第23話
日曜昼下がりの駅構内。まばらな人の流れの中で、オレはひとりスマートフォンを握りしめながら柱の陰に立っていた。
今日は隣人のお姉さん──水萌さんと……それからその親友である実里さんという人とショッピングをすることになっている。
大人のお姉さん二人と男子大学生……改めて考えると、あまりに非現実的なシチュエーションだ。
待ち合わせの時間までまだ三十分もある。ちょっと早く来すぎたらしい。
早く会いたい気持ちと、まだ心の準備ができていないような落ち着かない気持ちが交錯する。
水萌さんの親友。いったいどんな人なんだろう。
やがて、人混みの向こうに黒髪ロングの見慣れたシルエットが目に入った。水萌さんだ。
キョロキョロと何かを探すように周囲に目を配りながら少しずつこっちに近づいているのが分かる。
ノースリーブのニットにデニムのパンツという抜群のスタイルが際立つコーデ。涼しげで華やかな、まさに夏のお姉さんって感じ。
彼女の周りだけがまるでスポットライトを浴びているかのように明るく、人混みの中でも一際目立っているように感じられる。
オレの知り得る女子とは一線を画す、洗練された大人の魅力を放っていた。
本当に、ずるいくらい綺麗だ。
見惚れない方がおかしいというくらい。
「あっ……」
こちらに気づいた水萌さんが満面の笑みで手を振った。オレもそっと手を振り返す。
なんかいいな、こういうの。
「晴翔く〜ん!」
長い黒髪を揺らし、軽く息を弾ませながら、水萌さんが小走りで駆け寄ってくる。
「ふぅ〜……もう着いてたんだね、どれくらい待った?」
「全然! オレも、今来たとこなんで」
柑橘系のフレッシュな香りを感じながら、人生で一度は言ってみたかったセリフを口にした。
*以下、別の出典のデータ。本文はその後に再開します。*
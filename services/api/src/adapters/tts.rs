//! services/api/src/adapters/tts.rs
//!
//! This module contains the adapter for OpenAI's Text-to-Speech (TTS)
//! service. It implements the `SpeechSynthesisService` port from the `core`
//! crate, returning raw 24 kHz mono PCM for the dialogue audio pipeline.

use async_openai::{
    config::OpenAIConfig,
    error::OpenAIError,
    types::audio::{CreateSpeechRequest, SpeechModel, SpeechResponseFormat, Voice},
    Client,
};
use async_trait::async_trait;
use lessongen_core::audio::synthesis_script;
use lessongen_core::domain::DialogueLine;
use lessongen_core::ports::{PortError, PortResult, SpeechSynthesisService};

//=========================================================================================
// The Main Adapter Struct
//=========================================================================================

/// An adapter that implements the `SpeechSynthesisService` port using the
/// OpenAI TTS API.
#[derive(Clone)]
pub struct OpenAiTtsAdapter {
    client: Client<OpenAIConfig>,
    model: SpeechModel,
    voice: Voice,
    api_key_present: bool,
}

impl OpenAiTtsAdapter {
    /// Creates a new `OpenAiTtsAdapter`.
    pub fn new(
        client: Client<OpenAIConfig>,
        model: SpeechModel,
        voice: Voice,
        api_key_present: bool,
    ) -> Self {
        Self {
            client,
            model,
            voice,
            api_key_present,
        }
    }
}

//=========================================================================================
// `SpeechSynthesisService` Trait Implementation
//=========================================================================================

#[async_trait]
impl SpeechSynthesisService for OpenAiTtsAdapter {
    /// Synthesizes the whole dialogue script in one call and returns the raw
    /// PCM bytes (24 kHz, mono, 16-bit little-endian).
    async fn synthesize_dialogue(&self, lines: &[DialogueLine]) -> PortResult<Vec<u8>> {
        if !self.api_key_present {
            return Err(PortError::NotConfigured(
                "OPENAI_API_KEY is not set; audio synthesis is unavailable".to_string(),
            ));
        }
        if lines.is_empty() {
            return Err(PortError::Unexpected(
                "dialogue script is empty".to_string(),
            ));
        }

        let request = CreateSpeechRequest {
            model: self.model.clone(),
            input: synthesis_script(lines),
            voice: self.voice.clone(),
            response_format: Some(SpeechResponseFormat::Pcm),
            ..Default::default()
        };

        // Call the API and manually map the error, which respects the orphan rule.
        let response = self
            .client
            .audio()
            .speech()
            .create(request)
            .await
            .map_err(|e: OpenAIError| PortError::Unexpected(e.to_string()))?;

        let bytes = response.bytes.to_vec();
        if bytes.is_empty() {
            return Err(PortError::Unexpected(
                "speech synthesis returned an empty payload".to_string(),
            ));
        }
        Ok(bytes)
    }
}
「そう? ふふ、良かった〜。じゃあ、早速だけどカフェに移動しよっか。約束の時間までまだもう少しあるけど、実里が先に着いてるみたい」
「分かりました。行きましょうか」
水萌さんに案内されるまま街路樹の下を歩き、着いた先はオシャレで落ち着いた雰囲気のカフェだった。
中に入ると、窓際の席に座っている先客がひとり。こちらに向かって軽く手を振っているのが見えた。
水萌さんと同じくらいの年に見える、明らかスタイルのいい女性。高校の頃からの親友って言ってたし、やっぱり同級生か。
染めた金髪が驚くほど自然で、水萌さんに負けず劣らずの洗練された雰囲気をまとっている。
ノースリーブの黒いトップスとフレアスカートという大人っぽい装いは、決して派手じゃないのにやたらと目を引いた。
そして──気のせいだろうか。
なぜかちょっとだけ、危険な香りがする。
「実里お待たせ」
「やっ、水萌! そっちが例の大学生くん?」
「うん。隣人……友だちの晴翔くん」
「へぇ……」
実里さんから視線がまっすぐに、オレに向けられる。
品定めをするように……と言うとたぶん大袈裟だが、そう感じてしまうほどに、じっくり見られている。
大した者じゃないんですけど、と言いたい気持ちを抑えながら、軽く会釈した。
「……こんにちは! あたし、水萌の親友の実里っていいます!」
「ど、どうも……水萌さんの隣の部屋に住んでて……仲良くさせてもらってます。風間晴翔っていいます。知っての通り大学生です」
「よろしくね! 風間くんって呼んでいいー?」
「ど、どうぞ」
「あは、じゃあ風間くんで〜♪ どうぞ座って~?」
自分でも驚くくらい声が上ずっている。
初対面の綺麗な大人の女性、それも水萌さんの知り合いときたら、緊張してしまうのも無理はないだろう。
座った椅子の背もたれに軽くもたれた。
妙に汗ばんでる手のひらを、こっそり膝の上で握る。
「風間くんは大学生かぁ、いいなぁ……若いなぁ……若いっていいなぁ……あたしらなんてもうすぐアラサーだもんね」
「私たちもまだまだ若いでしょ。ね、晴翔くん?」
「そうですね、全然変わらないと思います」
「まだまだピチピチってやつ!?」
「はい、超ピチピチです」
そこまで大きく年が離れているわけではないけど、二人のお姉さんは自分よりもずっと大人びて見えて。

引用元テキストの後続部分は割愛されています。